Однажды «в Покровское приехал знакомый помещик с подростками-сыновьями. Вследствие этого уроки Митеньки и Петруши были прекращены: надо было занимать гостей. Мальчики ходили гулять очень степенно, без шалостей, так как уже не считали себя детьми. Полюбовались на фонтан, посидели в гроте и к чаю возвратились. Для молодых господ чай был сервирован отдельно от взрослых. Прислуживал им дядька. К чаю были поданы сдобные сухари из белой муки – по адресу гостей, и другие, из домашней пшеничной, – для своих. Но Митенька и Петруша, среди разговора, взяли и себе по два белых сухаря, как брали их гости. “Не из жадности, – уверяю, – говорил Петр Александрович, рассказывая впоследствии этот случай в нашем доме, – а потому что унизительно было показать гостям, что нам не дают есть того же, что им…” Дядька видел преступление и донес. По отъезде гостей обоих братьев поставили на три часа на колени, заставив их при этом держать по белому сухарю во рту. Все домочадцы ходили мимо и видели это. “Стыдно нам было, Машенька, убийственно стыдно. Сухари во рту тают, проглотить не смеем… А главное, – стыдно, – рассказывал с горьким выражением старик. – Ну, и обидно. Не маленькие ведь мы были… За что?”»[16]

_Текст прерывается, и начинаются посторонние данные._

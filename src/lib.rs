//! # papercheck
//!
//! Review PDF papers against a fixed set of instructions using the Gemini
//! `generateContent` API, and export the report's findings table as CSV.
//!
//! ## What this crate does
//!
//! The document understanding is delegated entirely to the analysis
//! service: the crate uploads the PDF inline with a review prompt, takes
//! the Markdown report the model returns, renders it to sanitized HTML for
//! display, and — when the report contains a Markdown table — encodes that
//! table as a UTF-8-BOM CSV that opens cleanly in Excel and Google Sheets.
//!
//! ## Pipeline Overview
//!
//! ```text
//! PDF
//!  │
//!  ├─ 1. Input    validate the file and credential, read bytes
//!  ├─ 2. Encode   PDF → base64 inline_data part
//!  ├─ 3. Exchange one generateContent request/response (no retries)
//!  ├─ 4. Extract  candidates → content → parts → text (with fallbacks)
//!  ├─ 5. Render   Markdown → sanitized HTML
//!  └─ 6. Table    first GFM table → BOM-prefixed CSV
//! ```
//!
//! ## Quick Start
//!
//! ```rust,no_run
//! use papercheck::{analyze, AnalysisConfig};
//!
//! #[tokio::main]
//! async fn main() -> Result<(), Box<dyn std::error::Error>> {
//!     let config = AnalysisConfig::builder()
//!         .prompt("Check this paper against the style rules …")
//!         .build()?;
//!     let api_key = std::env::var("GEMINI_API_KEY")?;
//!     let output = analyze("paper.pdf", &api_key, &config).await?;
//!     println!("{}", output.markdown);
//!     if let Some(csv) = output.csv() {
//!         std::fs::write("paper_table_utf8.csv", csv)?;
//!     }
//!     Ok(())
//! }
//! ```
//!
//! ## Failure model
//!
//! Every failure is terminal for the run; there are no retries and no
//! cancellation. A response with an unexpected JSON shape is the one
//! exception — it degrades to a fixed placeholder report instead of an
//! error, because the exchange itself succeeded.
//!
//! ## Feature Flags
//!
//! | Feature | Default | Description |
//! |---------|---------|-------------|
//! | `cli`   | on      | Enables the `papercheck` binary (clap + anyhow + tracing-subscriber) |
//!
//! Disable `cli` when using only the library:
//! ```toml
//! papercheck = { version = "0.3", default-features = false }
//! ```

// ── Modules ──────────────────────────────────────────────────────────────

pub mod analyze;
pub mod config;
pub mod error;
pub mod output;
pub mod pipeline;
pub mod prompts;
pub mod session;
pub mod table;

// ── Re-exports ───────────────────────────────────────────────────────────

pub use analyze::{analyze, analyze_from_bytes, analyze_sync, analyze_to_file, RunPhase};
pub use config::{AnalysisConfig, AnalysisConfigBuilder, DEFAULT_API_BASE_URL, DEFAULT_MODEL};
pub use error::PapercheckError;
pub use output::{AnalysisOutput, AnalysisStats};
pub use session::{AnalysisSession, CsvArtifact};
pub use table::{encode_csv, extract_first_table, TableExport, DEFAULT_CSV_FILENAME, UTF8_BOM};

Дети во время разговора с Александром Семеновичем стояли, вытянувшись по струнке. Когда он по утрам спускался вниз, они ожидали отца у нижней ступени лестницы и целовали простертые к ним отеческие руки. Встречая его из поездок, стояли у переднего входа с непокрытыми головами[17]
. В старости Александр Семенович признался: «Старших я держал строго – и проиграл, меньших баловал – и ничего не выиграл»[18].Старшие братья одно время лелеяли мечту о бегстве, но более рассудительный Митенька понимал невозможность этого и однажды на нетерпеливый вопрос Петруши быстро написал на оконном стекле: «От папеньки никуда не убежать»[19]
. В больших, темных глазах старшего брата глубоко таилась безнадежная грусть, «при виде которой чуткому человеку сделалось бы холодно».Скрытность и мучительный страх детей перед отцом простирались до такой степени, что они не смели сказать ему о самом необходимом. Однажды Дмитрий вместе с Александром Семеновичем купался в реке Талице и так остыл, что дрожал всем телом. Мальчик не только не посмел выйти на берег прежде отца, но даже сказать ему о своем желании. Это купание подорвало его здоровье на всю жизнь. Святитель Игнатий писал об этом случае из Пятигорска: «Я очень простудился лет двенадцати, купаясь в ключевой речке Талице, протекающей неподалеку от села Покровского, моего месторождения, в Грязовецком уезде. О простуде моей я боялся сказать кому следует, опасаясь взыскания. Но простуда была очень сильна, и я с того времени почувствовал, что мое здоровье и самые силы изменились»[20]
. Суровое воспитание выковало из младших Брянчаниновых людей высокой, строгой честности, с серьезным отношением к жизни: «Святые отцы утверждают, что только тот получит знание хорошо приказывать, кто предварительно приобрел знание повиноваться»[21].Александр Семенович постарался дать детям возможно более полное образование. Каждый день свежая тройка привозила из Вологды и увозила обратно после занятий лучших учителей Вологодской семинарии и гимназии. Два учителя постоянно жили в доме. Одним из них был талантливый студент семинарии Левитский, преподававший Закон Божий, о котором впоследствии епископ Игнатий всегда вспоминал с благодарностью. Отец обращал особенное внимание на способности и дарования детей, стараясь развивать природные таланты к музыке, живописи, литературным трудам. Самым одаренным ребенком был старший Дмитрий. После занятий науками он успевал учиться каллиграфии, рисованию, упражнялся в нотном пении и играл на скрипке, – ему все давалось легко. Отличали первенца особенная красота, изящество и благородство. Старший сын был любимцем матери.
Внешним воспитанием девочек занималась постоянно жившая в доме гувернантка француженка. Но основное влияние на формирование их юных сердец оказывала смиренная, кроткая, беззаветно преданная детям няня Ефимовна. В молодости она мечтала выйти замуж за любившего ее и любимого ею садовника Филадельфа, но барыня Софья Афанасьевна не представляла себе, что могла бы кому-то другому поручить детей и не позволила ей думать о замужестве. Ефимовна отдала своим питомцам всю нерастраченную, горячую любовь нежной, заботливой души. Дядька Доримедонт, которому было вменено в долг наблюдать за старшими мальчиками, исполнял свои обязанности честно. Он жалел братьев, плакал, но в ответ на просьбы умолчать об их проступках говорил одно: «Не могу». Действительно, он никогда не помышлял обмануть, хоть в мелочи, полностью доверявшего ему барина.